For this there is no simple answer. The most we can tell you is that there are powers out there, jealous powers, who have spent decades covering up the truth of our collective past. None of which we knew until we ran across one of the few copies still available of A WEALTHY PEOPLE'S HISTORY OF THE UNITED STATES, which we found in a Birmingham, Alabama BOOKS A MILLION store in their Debunking the Liberal Media section. More of a wing really.
Regardless, we contacted the author, and glory of glories, he gave us publishing rights for this special occasion. He even refused any kind of payment. He said that he simply wants our country to be better educated about its great history, about its great heroes, about its greatest man, Jonas Mayfew Higgenbottom.

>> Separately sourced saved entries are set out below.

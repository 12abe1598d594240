// ABOUTME: Configuration options for the fetch client and the ClientBuilder fluent API.
// ABOUTME: Defaults reproduce a fixed desktop browser identity, a 10s attempt timeout and 1s back-off base.

use std::collections::HashMap;
use std::time::Duration;

use crate::client::Client;
use crate::error::FetchError;

/// Desktop Chrome identity sent with every request unless overridden.
pub const DEFAULT_USER_AGENT: &str = "Mozilla/5.0 (Macintosh; Intel Mac OS X 10_15_7) AppleWebKit/537.36 (KHTML, like Gecko) Chrome/94.0.4606.61 Safari/537.36";

/// Configuration options for the exhtml client.
#[derive(Debug, Clone)]
pub struct Options {
    /// Upper bound on one request, independent of any retry budget.
    pub attempt_timeout: Duration,
    pub user_agent: String,
    /// First back-off sleep; each later retry doubles it.
    pub backoff_base: Duration,
    pub headers: HashMap<String, String>,
    /// Pre-built client; when set, `attempt_timeout` and `user_agent` are not applied to it.
    pub http_client: Option<reqwest::blocking::Client>,
}

impl Default for Options {
    fn default() -> Self {
        Self {
            attempt_timeout: Duration::from_secs(10),
            user_agent: DEFAULT_USER_AGENT.to_string(),
            backoff_base: Duration::from_secs(1),
            headers: HashMap::new(),
            http_client: None,
        }
    }
}

/// Builder for constructing Client instances with custom configuration.
#[derive(Debug, Clone, Default)]
pub struct ClientBuilder {
    opts: Options,
}

impl ClientBuilder {
    pub fn new() -> Self {
        Self::default()
    }

    /// Set the per-attempt request timeout.
    pub fn attempt_timeout(mut self, timeout: Duration) -> Self {
        self.opts.attempt_timeout = timeout;
        self
    }

    /// Set the User-Agent header.
    pub fn user_agent(mut self, user_agent: impl Into<String>) -> Self {
        self.opts.user_agent = user_agent.into();
        self
    }

    /// Set the first retry back-off delay.
    pub fn backoff_base(mut self, base: Duration) -> Self {
        self.opts.backoff_base = base;
        self
    }

    /// Add a custom header to all requests.
    pub fn header(mut self, key: impl Into<String>, value: impl Into<String>) -> Self {
        self.opts.headers.insert(key.into(), value.into());
        self
    }

    /// Use a custom HTTP client.
    pub fn http_client(mut self, client: reqwest::blocking::Client) -> Self {
        self.opts.http_client = Some(client);
        self
    }

    /// Build the Client with the configured options.
    pub fn build(self) -> Result<Client, FetchError> {
        Client::new(self.opts)
    }
}
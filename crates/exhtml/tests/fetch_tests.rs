// ABOUTME: Integration tests for the blocking fetch client against httpmock servers.
// ABOUTME: Covers page fetching, retry budget exhaustion, feeds and same-site link extraction.

use std::net::TcpListener;
use std::time::{Duration, Instant};

use exhtml::dom::query::elements_by_tag;
use exhtml::{Client, ErrorCode, DEFAULT_USER_AGENT};
use httpmock::prelude::*;
use pretty_assertions::assert_eq;

const RSS: &str = r#"<?xml version="1.0" encoding="UTF-8"?>
<rss version="2.0">
    <channel>
        <title>Wire</title>
        <link>https://wire.example.com</link>
        <description>Wire stories</description>
        <item>
            <title>One</title>
            <link>https://wire.example.com/s/1</link>
            <guid>wire-1</guid>
        </item>
        <item>
            <title>Two</title>
            <link>https://wire.example.com/s/2</link>
            <guid>wire-2</guid>
        </item>
    </channel>
</rss>"#;

fn fast_client() -> Client {
    Client::builder()
        .attempt_timeout(Duration::from_secs(2))
        .backoff_base(Duration::from_millis(20))
        .build()
        .expect("client should build")
}

fn closed_port_url() -> String {
    let listener = TcpListener::bind("127.0.0.1:0").unwrap();
    let port = listener.local_addr().unwrap().port();
    drop(listener);
    format!("http://127.0.0.1:{}/", port)
}

#[test]
fn get_raw_and_doc_returns_raw_and_tree() {
    let server = MockServer::start();
    let body = "<html><head><title>Hi</title></head><body><p>one</p><p>two</p></body></html>";
    let mock = server.mock(|when, then| {
        when.method(GET)
            .path("/page")
            .header("user-agent", DEFAULT_USER_AGENT);
        then.status(200)
            .header("content-type", "text/html; charset=utf-8")
            .body(body);
    });

    let page = fast_client()
        .get_raw_and_doc(&server.url("/page"), Duration::from_secs(5))
        .expect("fetch should succeed");
    mock.assert();

    assert_eq!(page.status, 200);
    assert_eq!(&page.raw[..], body.as_bytes());
    assert_eq!(page.final_url, server.url("/page"));
    assert_eq!(elements_by_tag(page.root(), &["p"]).len(), 2);
}

#[test]
fn get_raw_and_doc_accepts_any_status() {
    let server = MockServer::start();
    let mock = server.mock(|when, then| {
        when.method(GET).path("/missing");
        then.status(404).body("<p>gone</p>");
    });

    let page = fast_client()
        .get_raw_and_doc(&server.url("/missing"), Duration::from_secs(5))
        .expect("a 404 is still a response");
    mock.assert();
    assert_eq!(page.status, 404);
    assert!(!page.is_ok());
    assert!(!page.parse_status.is_clean());
}

#[test]
fn zero_budget_makes_no_attempt() {
    let server = MockServer::start();
    let mock = server.mock(|when, then| {
        when.method(GET).path("/never");
        then.status(200).body("x");
    });

    let err = fast_client()
        .get_raw_and_doc(&server.url("/never"), Duration::ZERO)
        .unwrap_err();
    mock.assert_calls(0);
    assert_eq!(err.code, ErrorCode::Timeout);
    assert!(err.to_string().contains("before the first attempt"));
}

#[test]
fn unreachable_server_times_out_with_attempt_count() {
    let url = closed_port_url();
    let started = Instant::now();
    let err = fast_client()
        .get_raw_and_doc(&url, Duration::from_millis(50))
        .unwrap_err();

    assert!(err.is_timeout());
    assert!(err.to_string().contains("gave up after"), "{}", err);
    assert!(started.elapsed() < Duration::from_secs(2));
}

#[test]
fn retries_double_the_wait_and_stop_at_the_deadline() {
    // Attempts start at about 0, 20 and 60 ms; the next would start at 140 ms,
    // past the 100 ms deadline.
    let url = closed_port_url();
    let started = Instant::now();
    let err = fast_client()
        .get_raw_and_doc(&url, Duration::from_millis(100))
        .unwrap_err();

    assert_eq!(err.code, ErrorCode::Timeout);
    assert!(err.to_string().contains("gave up after 3 attempts"), "{}", err);
    assert!(started.elapsed() >= Duration::from_millis(100));
    assert!(started.elapsed() < Duration::from_secs(2));
}

#[test]
fn invalid_url_is_rejected_before_any_request() {
    let err = fast_client()
        .get_raw_and_doc("mailto:someone@example.com", Duration::from_secs(1))
        .unwrap_err();
    assert!(err.is_invalid_url());
}

#[test]
fn feed_guids_and_links_keep_order() {
    let server = MockServer::start();
    let mock = server.mock(|when, then| {
        when.method(GET).path("/rss");
        then.status(200)
            .header("content-type", "application/rss+xml")
            .body(RSS);
    });

    let client = fast_client();
    let guids = client.feed_guids(&server.url("/rss")).unwrap();
    let links = client.feed_links(&server.url("/rss")).unwrap();
    mock.assert_calls(2);

    assert_eq!(guids, vec!["wire-1", "wire-2"]);
    assert_eq!(
        links,
        vec!["https://wire.example.com/s/1", "https://wire.example.com/s/2"]
    );
}

#[test]
fn malformed_feed_is_a_feed_error() {
    let server = MockServer::start();
    server.mock(|when, then| {
        when.method(GET).path("/rss");
        then.status(200).body("<html><body>not a feed</body></html>");
    });

    let err = fast_client().feed_guids(&server.url("/rss")).unwrap_err();
    assert!(err.is_feed());
}

#[test]
fn feed_transport_failure_is_a_fetch_error() {
    let err = fast_client().feed_links(&closed_port_url()).unwrap_err();
    assert!(err.is_fetch());
}

#[test]
fn extract_links_keeps_same_site_links() {
    let server = MockServer::start();
    let page = format!(
        r#"<html><body>
            <a href="{}">absolute</a>
            <a href="/b">root relative</a>
            <a href="https://other.org/c">elsewhere</a>
            <a href="d">relative</a>
        </body></html>"#,
        server.url("/a")
    );
    server.mock(|when, then| {
        when.method(GET).path("/index");
        then.status(200)
            .header("content-type", "text/html")
            .body(page);
    });

    let links = fast_client().extract_links(&server.url("/index")).unwrap();
    assert_eq!(links, vec![server.url("/a"), server.url("/b")]);
}

#[test]
fn extract_links_requires_ok_status() {
    let server = MockServer::start();
    server.mock(|when, then| {
        when.method(GET).path("/index");
        then.status(503).body("busy");
    });

    let err = fast_client().extract_links(&server.url("/index")).unwrap_err();
    assert!(err.is_status());
    assert!(err.to_string().contains("503"));
}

While "A Wealthy People's History" indeed reports upon the lives of several of the other titans of industry, the bulk of this tome is, and rightly so, devoted to Dr. Reverend Higgenbottom, from his early stages at Saint Giles School for Male Youth, to his days of strapping youngmanhoodedness in which he thrived as a professional adventurer/scientist, to his descending yet nonetheless magnificent years in which most of the edifices named after him were constructed, including the world famous Mid-Town Pyramid.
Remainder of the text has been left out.